- Opening Delimiter -

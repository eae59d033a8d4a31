use docopt::Docopt;
use futures::executor::block_on;
use log::info;
use serde_derive::Deserialize;
use std::{cell::RefCell, rc::Rc};

use maze_canvas::{
    exporters::{ExportEvent, ExportPreset, ExportSettingsBuilder, RasterExporter},
    generators::MazeGenerator,
    geometry::Vec2,
    layout::MarkedGrid,
    styles::Style,
    units::{Height, Width},
};

const USAGE: &str = "Maze Canvas

Usage:
    maze_canvas_driver -h | --help
    maze_canvas_driver [--width=<w>] [--height=<h>] [--seed=<n>] [--style=<name>] [--tile-size=<px>] [--text] [--viewport-width=<vw> --viewport-height=<vh>] [export [--preset=<p>] [--export-dir=<path>]]

Options:
    -h --help                Show this screen.
    --width=<w>              Maze width in cells, even values are bumped up by one [default: 21].
    --height=<h>             Maze height in cells, even values are bumped up by one [default: 15].
    --seed=<n>               Seed for a reproducible maze.
    --style=<name>           One of classic, walls-only, passages-only, bare [default: classic].
    --tile-size=<px>         World size of one tile [default: 16].
    --text                   Print the maze as text with S and E markers.
    --viewport-width=<vw>    Width of a viewport to report camera framing for.
    --viewport-height=<vh>   Height of a viewport to report camera framing for.
    --preset=<p>             Export resolution, draft (150ppi) or print (300ppi) [default: draft].
    --export-dir=<path>      Directory the PNG is written to [default: .].
";

#[derive(Debug, Deserialize)]
struct MazeArgs {
    flag_width: usize,
    flag_height: usize,
    flag_seed: Option<u64>,
    flag_style: String,
    flag_tile_size: f32,
    flag_text: bool,
    flag_viewport_width: Option<f32>,
    flag_viewport_height: Option<f32>,
    cmd_export: bool,
    flag_preset: ExportPreset,
    flag_export_dir: String,
}

mod errors {
    use error_chain::*;
    error_chain! {

        links {
            Maze(::maze_canvas::errors::Error, ::maze_canvas::errors::ErrorKind);
        }

        foreign_links {
            DocOptFailure(::docopt::Error);
        }
    }
}
use crate::errors::*;

fn main() -> Result<()> {
    env_logger::init();

    let args: MazeArgs = Docopt::new(USAGE).and_then(|d| d.deserialize())?;

    let style = Style::by_name(&args.flag_style)
        .ok_or_else(|| format!("Unknown style '{}'", args.flag_style))?;
    let generator = Rc::new(RefCell::new(
        MazeGenerator::new(style).with_tile_size(Vec2::new(args.flag_tile_size, args.flag_tile_size))));

    {
        let mut maze = generator.borrow_mut();
        let (width, height) = (Width(args.flag_width), Height(args.flag_height));
        match args.flag_seed {
            Some(seed) => maze.generate_seeded(width, height, seed)?,
            None => maze.generate(width, height)?,
        };
    }

    if args.flag_text {
        let maze = generator.borrow();
        let placements = maze.layout()?;
        if let Some(grid) = maze.grid() {
            print!("{}", MarkedGrid::new(grid, &placements));
        }
    }

    if let (Some(vw), Some(vh)) = (args.flag_viewport_width, args.flag_viewport_height) {
        let frame = generator.borrow().camera_frame(Vec2::new(vw, vh))?;
        println!("camera zoom {:.4} centred on ({:.1}, {:.1})", frame.zoom, frame.center.x, frame.center.y);
    }

    if args.cmd_export {
        let settings = ExportSettingsBuilder::new().export_dir(&args.flag_export_dir).build();
        let mut exporter = RasterExporter::new(settings);
        exporter.bind_generator(generator.clone());

        let mut report = |event: &ExportEvent| match event {
            ExportEvent::Started(preset) => info!("export started at {}", preset),
            ExportEvent::Completed(_, path) => println!("saved {}", path.display()),
            ExportEvent::Failed(_, reason) => eprintln!("export failed: {}", reason),
        };
        block_on(exporter.export(args.flag_preset, &mut report))
            .chain_err(|| "Failed to export maze image")?;
    }

    Ok(())
}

- Closing Delimiter -

● What to produce
Please return all of the entries shown above, exactly as they stand.

● Reply to the exercise
repository eae59d033a8d4a31
use docopt::Docopt;
use futures::executor::block_on;
use log::info;
use serde_derive::Deserialize;
use std::{cell::RefCell, rc::Rc};

use maze_canvas::{
    exporters::{ExportEvent, ExportPreset, ExportSettingsBuilder, RasterExporter},
    generators::MazeGenerator,
    geometry::Vec2,
    layout::MarkedGrid,
    styles::Style,
    units::{Height, Width},
};

const USAGE: &str = "Maze Canvas

Usage:
    maze_canvas_driver -h | --help
    maze_canvas_driver [--width=<w>] [--height=<h>] [--seed=<n>] [--style=<name>] [--tile-size=<px>] [--text] [--viewport-width=<vw> --viewport-height=<vh>] [export [--preset=<p>] [--export-dir=<path>]]

Options:
    -h --help                Show this screen.
    --width=<w>              Maze width in cells, even values are bumped up by one [default: 21].
    --height=<h>             Maze height in cells, even values are bumped up by one [default: 15].
    --seed=<n>               Seed for a reproducible maze.
    --style=<name>           One of classic, walls-only, passages-only, bare [default: classic].
    --tile-size=<px>         World size of one tile [default: 16].
    --text                   Print the maze as text with S and E markers.
    --viewport-width=<vw>    Width of a viewport to report camera framing for.
    --viewport-height=<vh>   Height of a viewport to report camera framing for.
    --preset=<p>             Export resolution, draft (150ppi) or print (300ppi) [default: draft].
    --export-dir=<path>      Directory the PNG is written to [default: .].
";

#[derive(Debug, Deserialize)]
struct MazeArgs {
    flag_width: usize,
    flag_height: usize,
    flag_seed: Option<u64>,
    flag_style: String,
    flag_tile_size: f32,
    flag_text: bool,
    flag_viewport_width: Option<f32>,
    flag_viewport_height: Option<f32>,
    cmd_export: bool,
    flag_preset: ExportPreset,
    flag_export_dir: String,
}

mod errors {
    use error_chain::*;
    error_chain! {

        links {
            Maze(::maze_canvas::errors::Error, ::maze_canvas::errors::ErrorKind);
        }

        foreign_links {
            DocOptFailure(::docopt::Error);
        }
    }
}
use crate::errors::*;

fn main() -> Result<()> {
    env_logger::init();

    let args: MazeArgs = Docopt::new(USAGE).and_then(|d| d.deserialize())?;

    let style = Style::by_name(&args.flag_style)
        .ok_or_else(|| format!("Unknown style '{}'", args.flag_style))?;
    let generator = Rc::new(RefCell::new(
        MazeGenerator::new(style).with_tile_size(Vec2::new(args.flag_tile_size, args.flag_tile_size))));

    {
        let mut maze = generator.borrow_mut();
        let (width, height) = (Width(args.flag_width), Height(args.flag_height));
        match args.flag_seed {
            Some(seed) => maze.generate_seeded(width, height, seed)?,
            None => maze.generate(width, height)?,
        };
    }

    if args.flag_text {
        let maze = generator.borrow();
        let placements = maze.layout()?;
        if let Some(grid) = maze.grid() {
            print!("{}", MarkedGrid::new(grid, &placements));
        }
    }

    if let (Some(vw), Some(vh)) = (args.flag_viewport_width, args.flag_viewport_height) {
        let frame = generator.borrow().camera_frame(Vec2::new(vw, vh))?;
        println!("camera zoom {:.4} centred on ({:.1}, {:.1})", frame.zoom, frame.center.x, frame.center.y);
    }

    if args.cmd_export {
        let settings = ExportSettingsBuilder::new().export_dir(&args.flag_export_dir).build();
        let mut exporter = RasterExporter::new(settings);
        exporter.bind_generator(generator.clone());

        let mut report = |event: &ExportEvent| match event {
            ExportEvent::Started(preset) => info!("export started at {}", preset),
            ExportEvent::Completed(_, path) => println!("saved {}", path.display()),
            ExportEvent::Failed(_, reason) => eprintln!("export failed: {}", reason),
        };
        block_on(exporter.export(args.flag_preset, &mut report))
            .chain_err(|| "Failed to export maze image")?;
    }

    Ok(())
}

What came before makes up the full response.